Try it: If a line in the data below includes the string "SliceValue", please return a copy of it.
====== Material to process
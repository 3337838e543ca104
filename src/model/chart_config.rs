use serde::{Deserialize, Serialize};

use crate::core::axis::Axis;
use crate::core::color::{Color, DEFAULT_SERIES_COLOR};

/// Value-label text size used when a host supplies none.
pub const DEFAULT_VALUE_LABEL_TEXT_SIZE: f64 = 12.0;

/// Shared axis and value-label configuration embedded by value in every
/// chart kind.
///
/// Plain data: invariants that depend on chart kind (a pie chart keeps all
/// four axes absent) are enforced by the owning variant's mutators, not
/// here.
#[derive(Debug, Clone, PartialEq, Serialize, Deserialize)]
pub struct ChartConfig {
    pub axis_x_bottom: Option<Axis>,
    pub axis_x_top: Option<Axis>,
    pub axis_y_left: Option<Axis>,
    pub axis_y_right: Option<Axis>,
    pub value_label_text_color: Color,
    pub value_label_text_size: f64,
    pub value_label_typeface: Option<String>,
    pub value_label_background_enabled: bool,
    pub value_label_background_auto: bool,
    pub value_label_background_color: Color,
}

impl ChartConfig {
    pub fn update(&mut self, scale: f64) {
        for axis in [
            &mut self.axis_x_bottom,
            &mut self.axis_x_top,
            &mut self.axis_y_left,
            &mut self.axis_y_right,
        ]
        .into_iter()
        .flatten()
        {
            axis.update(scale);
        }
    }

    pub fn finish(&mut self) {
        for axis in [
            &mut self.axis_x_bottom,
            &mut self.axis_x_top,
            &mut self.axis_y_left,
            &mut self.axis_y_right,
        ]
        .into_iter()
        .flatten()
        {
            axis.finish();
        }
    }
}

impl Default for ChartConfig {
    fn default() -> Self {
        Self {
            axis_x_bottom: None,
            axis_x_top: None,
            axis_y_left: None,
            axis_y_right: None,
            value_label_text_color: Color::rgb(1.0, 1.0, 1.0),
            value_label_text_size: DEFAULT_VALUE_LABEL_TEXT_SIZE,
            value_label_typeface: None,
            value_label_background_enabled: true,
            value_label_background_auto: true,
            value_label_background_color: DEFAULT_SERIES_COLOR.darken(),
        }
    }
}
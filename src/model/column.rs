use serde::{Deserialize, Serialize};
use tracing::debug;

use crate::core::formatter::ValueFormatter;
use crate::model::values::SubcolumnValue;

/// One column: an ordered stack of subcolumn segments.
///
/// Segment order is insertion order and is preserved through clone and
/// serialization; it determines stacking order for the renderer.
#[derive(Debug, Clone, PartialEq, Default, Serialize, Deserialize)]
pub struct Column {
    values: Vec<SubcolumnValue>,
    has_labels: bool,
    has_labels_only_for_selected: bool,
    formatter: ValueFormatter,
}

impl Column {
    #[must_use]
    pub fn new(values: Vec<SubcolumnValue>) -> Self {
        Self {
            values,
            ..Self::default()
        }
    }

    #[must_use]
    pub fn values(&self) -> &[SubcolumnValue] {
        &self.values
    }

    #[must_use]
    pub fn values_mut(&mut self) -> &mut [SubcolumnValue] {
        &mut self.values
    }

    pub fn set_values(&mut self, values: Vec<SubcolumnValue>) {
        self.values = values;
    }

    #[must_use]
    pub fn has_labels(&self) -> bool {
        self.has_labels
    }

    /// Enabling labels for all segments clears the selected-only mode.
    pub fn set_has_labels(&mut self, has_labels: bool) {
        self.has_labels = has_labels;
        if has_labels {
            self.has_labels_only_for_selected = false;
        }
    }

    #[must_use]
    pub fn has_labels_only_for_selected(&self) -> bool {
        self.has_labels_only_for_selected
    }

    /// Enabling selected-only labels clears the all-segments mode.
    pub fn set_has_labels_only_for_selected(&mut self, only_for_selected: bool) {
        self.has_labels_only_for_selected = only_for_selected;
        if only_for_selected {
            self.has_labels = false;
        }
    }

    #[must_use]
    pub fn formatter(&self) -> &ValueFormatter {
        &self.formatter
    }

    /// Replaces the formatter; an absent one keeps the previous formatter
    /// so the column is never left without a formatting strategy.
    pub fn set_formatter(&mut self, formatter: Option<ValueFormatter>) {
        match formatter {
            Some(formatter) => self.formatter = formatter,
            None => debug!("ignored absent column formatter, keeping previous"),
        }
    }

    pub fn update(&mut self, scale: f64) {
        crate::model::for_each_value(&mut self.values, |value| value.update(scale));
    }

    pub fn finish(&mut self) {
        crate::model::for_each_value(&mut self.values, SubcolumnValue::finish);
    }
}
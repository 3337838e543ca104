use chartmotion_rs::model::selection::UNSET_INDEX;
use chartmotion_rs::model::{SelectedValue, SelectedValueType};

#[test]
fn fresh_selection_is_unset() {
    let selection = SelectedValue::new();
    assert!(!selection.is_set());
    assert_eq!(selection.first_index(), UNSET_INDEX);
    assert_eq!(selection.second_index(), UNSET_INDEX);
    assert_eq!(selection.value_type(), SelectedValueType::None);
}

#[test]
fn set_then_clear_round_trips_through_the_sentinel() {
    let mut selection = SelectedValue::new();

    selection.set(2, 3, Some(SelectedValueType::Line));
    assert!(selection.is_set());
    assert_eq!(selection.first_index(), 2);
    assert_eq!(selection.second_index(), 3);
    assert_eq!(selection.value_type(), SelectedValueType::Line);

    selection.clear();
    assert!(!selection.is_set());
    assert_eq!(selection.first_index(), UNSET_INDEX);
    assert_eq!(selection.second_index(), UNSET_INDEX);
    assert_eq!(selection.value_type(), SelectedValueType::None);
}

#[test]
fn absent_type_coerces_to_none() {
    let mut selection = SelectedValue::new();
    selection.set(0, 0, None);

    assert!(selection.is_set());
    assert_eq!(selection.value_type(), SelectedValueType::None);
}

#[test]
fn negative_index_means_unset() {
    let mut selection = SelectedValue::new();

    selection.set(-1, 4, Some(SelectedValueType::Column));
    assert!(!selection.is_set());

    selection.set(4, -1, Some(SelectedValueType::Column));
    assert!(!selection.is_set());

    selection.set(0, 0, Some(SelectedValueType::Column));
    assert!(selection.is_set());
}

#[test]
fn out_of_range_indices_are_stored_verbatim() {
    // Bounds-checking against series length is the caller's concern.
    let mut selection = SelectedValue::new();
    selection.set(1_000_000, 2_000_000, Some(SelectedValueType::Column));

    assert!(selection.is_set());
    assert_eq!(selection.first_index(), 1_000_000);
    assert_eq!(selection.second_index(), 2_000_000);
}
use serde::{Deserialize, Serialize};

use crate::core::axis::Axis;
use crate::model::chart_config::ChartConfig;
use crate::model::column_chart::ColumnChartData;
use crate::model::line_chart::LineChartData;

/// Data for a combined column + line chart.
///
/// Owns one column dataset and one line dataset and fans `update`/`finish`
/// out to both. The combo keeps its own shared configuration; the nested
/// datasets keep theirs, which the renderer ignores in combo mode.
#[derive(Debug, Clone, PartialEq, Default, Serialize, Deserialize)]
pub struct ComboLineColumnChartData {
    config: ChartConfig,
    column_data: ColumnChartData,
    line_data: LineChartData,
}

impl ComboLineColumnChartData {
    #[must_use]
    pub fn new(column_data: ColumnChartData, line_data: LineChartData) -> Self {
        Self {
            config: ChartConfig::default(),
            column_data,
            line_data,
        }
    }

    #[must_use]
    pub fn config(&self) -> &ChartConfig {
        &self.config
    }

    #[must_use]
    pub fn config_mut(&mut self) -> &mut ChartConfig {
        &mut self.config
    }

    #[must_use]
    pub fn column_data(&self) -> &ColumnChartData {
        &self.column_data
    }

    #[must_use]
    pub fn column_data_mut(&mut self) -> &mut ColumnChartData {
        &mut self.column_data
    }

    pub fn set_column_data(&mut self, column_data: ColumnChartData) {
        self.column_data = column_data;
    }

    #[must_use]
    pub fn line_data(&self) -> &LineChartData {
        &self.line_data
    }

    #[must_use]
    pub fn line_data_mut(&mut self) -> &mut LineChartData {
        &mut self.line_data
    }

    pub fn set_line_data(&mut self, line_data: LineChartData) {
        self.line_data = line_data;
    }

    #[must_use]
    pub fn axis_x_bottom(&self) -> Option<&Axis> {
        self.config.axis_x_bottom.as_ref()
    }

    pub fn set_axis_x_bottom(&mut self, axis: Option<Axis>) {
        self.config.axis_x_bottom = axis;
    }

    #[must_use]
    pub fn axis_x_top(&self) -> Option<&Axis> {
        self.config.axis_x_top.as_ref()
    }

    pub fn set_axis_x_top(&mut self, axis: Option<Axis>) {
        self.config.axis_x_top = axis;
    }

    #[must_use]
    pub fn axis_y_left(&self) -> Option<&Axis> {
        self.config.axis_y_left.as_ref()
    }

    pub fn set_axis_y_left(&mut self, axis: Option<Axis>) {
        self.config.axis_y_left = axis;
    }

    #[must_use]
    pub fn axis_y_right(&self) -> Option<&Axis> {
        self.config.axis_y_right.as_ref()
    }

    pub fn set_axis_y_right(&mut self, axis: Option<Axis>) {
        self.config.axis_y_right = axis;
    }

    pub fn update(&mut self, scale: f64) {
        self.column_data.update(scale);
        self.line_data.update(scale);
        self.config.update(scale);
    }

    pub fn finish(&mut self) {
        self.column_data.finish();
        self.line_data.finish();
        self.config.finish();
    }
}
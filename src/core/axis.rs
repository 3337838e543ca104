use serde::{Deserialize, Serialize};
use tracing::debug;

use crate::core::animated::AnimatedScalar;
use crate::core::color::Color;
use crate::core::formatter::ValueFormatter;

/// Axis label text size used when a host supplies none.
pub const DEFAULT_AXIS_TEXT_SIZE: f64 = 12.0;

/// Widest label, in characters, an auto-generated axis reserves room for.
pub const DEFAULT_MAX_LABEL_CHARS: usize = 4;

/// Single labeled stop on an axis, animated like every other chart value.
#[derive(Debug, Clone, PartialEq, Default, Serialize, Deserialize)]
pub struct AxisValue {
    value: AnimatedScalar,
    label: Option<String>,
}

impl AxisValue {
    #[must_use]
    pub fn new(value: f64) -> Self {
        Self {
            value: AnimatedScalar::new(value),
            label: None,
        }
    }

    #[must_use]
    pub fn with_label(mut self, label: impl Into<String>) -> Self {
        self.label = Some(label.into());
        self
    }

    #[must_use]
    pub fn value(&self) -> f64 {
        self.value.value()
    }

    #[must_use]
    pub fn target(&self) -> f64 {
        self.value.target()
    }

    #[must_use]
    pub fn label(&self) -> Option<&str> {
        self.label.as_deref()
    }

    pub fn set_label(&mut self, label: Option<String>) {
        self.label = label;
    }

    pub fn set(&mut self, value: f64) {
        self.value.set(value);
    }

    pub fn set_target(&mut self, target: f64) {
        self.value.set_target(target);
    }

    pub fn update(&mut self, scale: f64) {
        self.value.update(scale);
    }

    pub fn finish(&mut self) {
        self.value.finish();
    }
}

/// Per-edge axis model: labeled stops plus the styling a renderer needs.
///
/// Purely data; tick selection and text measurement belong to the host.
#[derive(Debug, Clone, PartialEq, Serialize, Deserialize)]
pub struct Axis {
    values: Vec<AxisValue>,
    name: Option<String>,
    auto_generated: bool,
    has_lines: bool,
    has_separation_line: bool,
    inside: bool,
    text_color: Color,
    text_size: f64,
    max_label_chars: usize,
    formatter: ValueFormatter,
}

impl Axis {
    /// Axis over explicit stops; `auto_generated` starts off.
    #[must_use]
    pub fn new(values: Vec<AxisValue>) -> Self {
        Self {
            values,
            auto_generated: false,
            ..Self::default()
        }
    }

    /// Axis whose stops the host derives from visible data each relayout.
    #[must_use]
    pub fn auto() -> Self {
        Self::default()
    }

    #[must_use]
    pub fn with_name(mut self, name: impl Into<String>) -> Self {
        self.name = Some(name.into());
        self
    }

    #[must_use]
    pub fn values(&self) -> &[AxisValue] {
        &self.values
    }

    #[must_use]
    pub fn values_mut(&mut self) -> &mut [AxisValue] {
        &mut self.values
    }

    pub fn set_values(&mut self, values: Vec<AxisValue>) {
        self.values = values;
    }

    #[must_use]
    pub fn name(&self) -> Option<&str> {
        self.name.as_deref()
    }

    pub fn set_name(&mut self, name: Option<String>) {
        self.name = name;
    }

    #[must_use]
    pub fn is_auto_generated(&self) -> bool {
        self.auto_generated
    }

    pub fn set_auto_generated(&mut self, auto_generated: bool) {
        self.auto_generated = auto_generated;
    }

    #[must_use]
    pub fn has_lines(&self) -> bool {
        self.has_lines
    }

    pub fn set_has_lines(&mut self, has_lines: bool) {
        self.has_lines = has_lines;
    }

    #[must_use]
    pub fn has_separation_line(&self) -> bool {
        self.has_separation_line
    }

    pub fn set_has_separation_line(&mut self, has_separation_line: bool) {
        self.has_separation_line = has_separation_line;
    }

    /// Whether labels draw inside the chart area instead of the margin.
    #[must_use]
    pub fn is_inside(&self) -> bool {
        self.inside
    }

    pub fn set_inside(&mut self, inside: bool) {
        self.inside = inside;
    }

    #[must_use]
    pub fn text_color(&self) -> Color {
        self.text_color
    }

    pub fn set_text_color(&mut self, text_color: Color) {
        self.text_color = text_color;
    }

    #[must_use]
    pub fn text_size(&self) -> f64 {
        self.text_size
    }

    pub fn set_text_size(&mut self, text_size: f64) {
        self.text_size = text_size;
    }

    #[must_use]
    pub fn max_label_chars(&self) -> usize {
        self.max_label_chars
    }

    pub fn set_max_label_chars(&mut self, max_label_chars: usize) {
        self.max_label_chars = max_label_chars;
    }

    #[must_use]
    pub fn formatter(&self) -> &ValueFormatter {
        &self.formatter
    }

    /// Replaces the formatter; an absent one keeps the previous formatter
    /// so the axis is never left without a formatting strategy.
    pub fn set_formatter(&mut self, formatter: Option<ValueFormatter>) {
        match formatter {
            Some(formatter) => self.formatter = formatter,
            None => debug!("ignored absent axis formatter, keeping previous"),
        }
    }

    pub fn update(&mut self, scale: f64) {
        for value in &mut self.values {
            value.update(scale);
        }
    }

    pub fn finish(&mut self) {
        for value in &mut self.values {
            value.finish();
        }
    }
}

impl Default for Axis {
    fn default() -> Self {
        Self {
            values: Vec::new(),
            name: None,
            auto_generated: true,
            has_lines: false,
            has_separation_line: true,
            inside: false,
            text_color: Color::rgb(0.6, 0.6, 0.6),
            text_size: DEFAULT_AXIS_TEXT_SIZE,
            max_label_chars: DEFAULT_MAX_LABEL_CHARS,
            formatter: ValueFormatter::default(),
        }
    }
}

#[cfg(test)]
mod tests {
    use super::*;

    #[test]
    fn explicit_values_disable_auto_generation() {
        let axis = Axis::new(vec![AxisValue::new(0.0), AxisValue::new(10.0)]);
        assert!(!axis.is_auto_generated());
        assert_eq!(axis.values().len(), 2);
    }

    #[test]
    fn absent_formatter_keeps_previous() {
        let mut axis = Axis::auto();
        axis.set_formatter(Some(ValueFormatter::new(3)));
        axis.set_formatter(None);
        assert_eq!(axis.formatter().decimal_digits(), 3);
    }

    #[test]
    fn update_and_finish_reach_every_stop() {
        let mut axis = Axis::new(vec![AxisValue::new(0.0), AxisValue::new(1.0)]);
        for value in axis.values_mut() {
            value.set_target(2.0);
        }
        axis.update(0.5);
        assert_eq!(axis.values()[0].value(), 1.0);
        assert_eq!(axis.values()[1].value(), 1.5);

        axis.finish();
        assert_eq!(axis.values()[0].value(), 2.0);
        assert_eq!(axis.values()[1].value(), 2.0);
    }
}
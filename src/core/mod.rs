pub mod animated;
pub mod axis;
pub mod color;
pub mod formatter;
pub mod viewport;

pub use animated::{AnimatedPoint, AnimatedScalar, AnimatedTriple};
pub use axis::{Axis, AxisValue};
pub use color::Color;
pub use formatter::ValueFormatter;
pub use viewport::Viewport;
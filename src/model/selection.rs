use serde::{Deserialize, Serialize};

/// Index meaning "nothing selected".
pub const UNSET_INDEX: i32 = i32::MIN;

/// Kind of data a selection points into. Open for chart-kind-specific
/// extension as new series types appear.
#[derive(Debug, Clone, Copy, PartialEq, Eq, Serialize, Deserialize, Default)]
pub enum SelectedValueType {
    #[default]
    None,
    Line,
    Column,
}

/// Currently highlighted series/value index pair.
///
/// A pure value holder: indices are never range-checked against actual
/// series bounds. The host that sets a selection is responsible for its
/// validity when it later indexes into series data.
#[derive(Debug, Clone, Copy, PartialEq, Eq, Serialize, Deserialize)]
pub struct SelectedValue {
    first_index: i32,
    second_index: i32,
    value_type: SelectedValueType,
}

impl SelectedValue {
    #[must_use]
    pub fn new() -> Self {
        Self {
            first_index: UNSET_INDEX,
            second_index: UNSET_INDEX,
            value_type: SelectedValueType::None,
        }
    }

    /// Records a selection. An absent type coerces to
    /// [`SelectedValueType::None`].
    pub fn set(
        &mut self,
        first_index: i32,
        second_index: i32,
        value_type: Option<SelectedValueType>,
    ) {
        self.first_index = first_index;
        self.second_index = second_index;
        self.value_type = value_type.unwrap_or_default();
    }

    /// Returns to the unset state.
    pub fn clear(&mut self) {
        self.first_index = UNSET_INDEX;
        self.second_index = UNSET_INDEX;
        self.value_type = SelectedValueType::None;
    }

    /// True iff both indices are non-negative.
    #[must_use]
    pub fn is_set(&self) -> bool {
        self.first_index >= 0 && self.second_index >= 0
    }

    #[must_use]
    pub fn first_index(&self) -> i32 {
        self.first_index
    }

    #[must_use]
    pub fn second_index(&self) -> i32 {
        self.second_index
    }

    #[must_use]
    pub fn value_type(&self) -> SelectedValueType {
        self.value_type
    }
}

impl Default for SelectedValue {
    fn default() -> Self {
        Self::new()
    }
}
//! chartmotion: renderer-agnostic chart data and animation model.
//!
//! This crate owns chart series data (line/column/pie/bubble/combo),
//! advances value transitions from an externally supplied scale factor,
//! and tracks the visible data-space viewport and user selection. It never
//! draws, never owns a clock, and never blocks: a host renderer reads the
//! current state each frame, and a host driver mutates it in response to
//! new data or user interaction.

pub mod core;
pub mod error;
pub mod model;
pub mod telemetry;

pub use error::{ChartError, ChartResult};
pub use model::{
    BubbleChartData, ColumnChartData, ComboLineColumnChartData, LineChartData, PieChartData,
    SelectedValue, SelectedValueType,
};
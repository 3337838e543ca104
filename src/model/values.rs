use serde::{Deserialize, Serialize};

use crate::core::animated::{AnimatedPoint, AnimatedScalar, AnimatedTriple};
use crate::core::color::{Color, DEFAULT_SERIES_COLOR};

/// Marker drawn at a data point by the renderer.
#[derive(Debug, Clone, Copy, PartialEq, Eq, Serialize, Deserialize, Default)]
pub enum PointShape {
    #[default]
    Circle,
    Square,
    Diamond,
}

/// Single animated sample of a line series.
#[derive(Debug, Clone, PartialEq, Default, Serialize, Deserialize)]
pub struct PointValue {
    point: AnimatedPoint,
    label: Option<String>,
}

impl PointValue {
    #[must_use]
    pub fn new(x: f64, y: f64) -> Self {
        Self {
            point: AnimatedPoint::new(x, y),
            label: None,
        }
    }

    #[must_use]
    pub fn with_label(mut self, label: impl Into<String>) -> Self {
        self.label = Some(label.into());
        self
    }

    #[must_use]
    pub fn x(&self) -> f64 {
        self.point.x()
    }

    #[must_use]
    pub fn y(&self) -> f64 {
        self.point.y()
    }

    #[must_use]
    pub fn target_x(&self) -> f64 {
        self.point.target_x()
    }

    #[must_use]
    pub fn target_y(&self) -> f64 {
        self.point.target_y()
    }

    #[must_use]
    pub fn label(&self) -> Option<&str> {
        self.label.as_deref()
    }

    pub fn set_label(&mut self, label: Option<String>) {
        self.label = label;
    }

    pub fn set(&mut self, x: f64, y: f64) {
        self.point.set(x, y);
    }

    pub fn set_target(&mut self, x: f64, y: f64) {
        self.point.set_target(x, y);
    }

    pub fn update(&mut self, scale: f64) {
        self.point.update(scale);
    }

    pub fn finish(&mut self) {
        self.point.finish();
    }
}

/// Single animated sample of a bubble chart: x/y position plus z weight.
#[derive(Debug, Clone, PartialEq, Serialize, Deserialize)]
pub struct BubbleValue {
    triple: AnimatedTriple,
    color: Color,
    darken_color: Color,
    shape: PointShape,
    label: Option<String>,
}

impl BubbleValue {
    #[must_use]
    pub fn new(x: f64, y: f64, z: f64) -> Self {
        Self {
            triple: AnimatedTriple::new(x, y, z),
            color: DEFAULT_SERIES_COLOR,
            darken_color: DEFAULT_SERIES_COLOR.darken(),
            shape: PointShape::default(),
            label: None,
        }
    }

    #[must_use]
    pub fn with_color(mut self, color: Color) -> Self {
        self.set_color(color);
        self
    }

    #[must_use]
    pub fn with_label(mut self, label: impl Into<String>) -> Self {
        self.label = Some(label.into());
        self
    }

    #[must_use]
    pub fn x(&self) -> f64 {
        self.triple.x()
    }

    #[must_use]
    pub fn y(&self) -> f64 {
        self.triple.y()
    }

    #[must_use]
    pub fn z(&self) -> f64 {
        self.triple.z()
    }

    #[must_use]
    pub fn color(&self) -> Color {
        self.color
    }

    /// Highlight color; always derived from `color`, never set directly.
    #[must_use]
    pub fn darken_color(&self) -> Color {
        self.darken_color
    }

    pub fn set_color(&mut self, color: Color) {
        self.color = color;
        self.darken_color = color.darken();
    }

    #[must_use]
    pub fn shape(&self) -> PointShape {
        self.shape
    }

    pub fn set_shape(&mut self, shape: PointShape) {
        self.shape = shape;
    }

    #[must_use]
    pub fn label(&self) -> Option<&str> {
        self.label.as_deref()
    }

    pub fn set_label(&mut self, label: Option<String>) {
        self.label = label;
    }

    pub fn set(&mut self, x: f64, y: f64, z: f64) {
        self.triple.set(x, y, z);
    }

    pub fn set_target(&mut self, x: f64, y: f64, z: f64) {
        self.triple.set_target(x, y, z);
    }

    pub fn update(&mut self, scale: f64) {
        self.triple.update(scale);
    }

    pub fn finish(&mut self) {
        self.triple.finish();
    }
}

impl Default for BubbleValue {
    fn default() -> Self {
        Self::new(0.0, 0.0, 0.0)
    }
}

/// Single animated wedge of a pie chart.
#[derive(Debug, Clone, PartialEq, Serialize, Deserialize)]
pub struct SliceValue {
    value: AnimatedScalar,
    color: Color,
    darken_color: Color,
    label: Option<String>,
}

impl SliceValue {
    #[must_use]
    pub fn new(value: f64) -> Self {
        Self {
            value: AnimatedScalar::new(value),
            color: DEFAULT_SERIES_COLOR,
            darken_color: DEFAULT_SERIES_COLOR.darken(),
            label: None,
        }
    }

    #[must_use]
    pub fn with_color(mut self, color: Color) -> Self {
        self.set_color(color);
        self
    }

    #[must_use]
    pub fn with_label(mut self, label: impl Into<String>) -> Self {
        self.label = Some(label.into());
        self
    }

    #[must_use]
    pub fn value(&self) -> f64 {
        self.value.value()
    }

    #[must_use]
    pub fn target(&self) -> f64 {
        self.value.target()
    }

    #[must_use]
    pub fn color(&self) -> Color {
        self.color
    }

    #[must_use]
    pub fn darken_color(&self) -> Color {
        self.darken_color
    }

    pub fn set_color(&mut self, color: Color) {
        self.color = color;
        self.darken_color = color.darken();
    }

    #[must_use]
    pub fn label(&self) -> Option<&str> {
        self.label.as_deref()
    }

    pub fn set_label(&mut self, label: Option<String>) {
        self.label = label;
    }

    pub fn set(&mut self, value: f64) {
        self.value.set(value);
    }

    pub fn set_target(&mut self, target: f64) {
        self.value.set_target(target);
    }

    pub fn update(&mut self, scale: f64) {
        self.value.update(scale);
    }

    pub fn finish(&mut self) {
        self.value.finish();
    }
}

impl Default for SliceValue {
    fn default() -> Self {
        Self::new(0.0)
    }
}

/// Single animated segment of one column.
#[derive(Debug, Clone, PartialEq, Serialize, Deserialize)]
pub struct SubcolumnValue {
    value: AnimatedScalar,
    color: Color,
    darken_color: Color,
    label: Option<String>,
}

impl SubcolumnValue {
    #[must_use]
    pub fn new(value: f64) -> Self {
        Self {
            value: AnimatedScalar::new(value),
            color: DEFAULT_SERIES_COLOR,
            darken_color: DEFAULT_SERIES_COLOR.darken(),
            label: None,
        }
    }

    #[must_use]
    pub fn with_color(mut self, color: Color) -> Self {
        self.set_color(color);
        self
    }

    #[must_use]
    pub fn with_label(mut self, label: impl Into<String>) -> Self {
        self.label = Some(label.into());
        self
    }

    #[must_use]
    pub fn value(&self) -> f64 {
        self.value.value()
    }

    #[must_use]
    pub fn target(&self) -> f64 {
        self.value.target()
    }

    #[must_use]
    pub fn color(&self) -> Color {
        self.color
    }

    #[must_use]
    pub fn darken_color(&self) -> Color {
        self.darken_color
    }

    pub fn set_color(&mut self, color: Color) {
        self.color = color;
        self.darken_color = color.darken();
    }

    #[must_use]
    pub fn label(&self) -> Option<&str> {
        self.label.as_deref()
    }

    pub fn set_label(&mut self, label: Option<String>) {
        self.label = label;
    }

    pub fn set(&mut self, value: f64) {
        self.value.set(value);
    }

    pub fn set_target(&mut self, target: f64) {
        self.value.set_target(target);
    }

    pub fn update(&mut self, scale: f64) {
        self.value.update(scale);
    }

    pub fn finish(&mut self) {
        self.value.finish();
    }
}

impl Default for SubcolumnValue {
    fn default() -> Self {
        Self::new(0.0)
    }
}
============
Exercise output:
pub struct SliceValue {
impl SliceValue {
impl Default for SliceValue {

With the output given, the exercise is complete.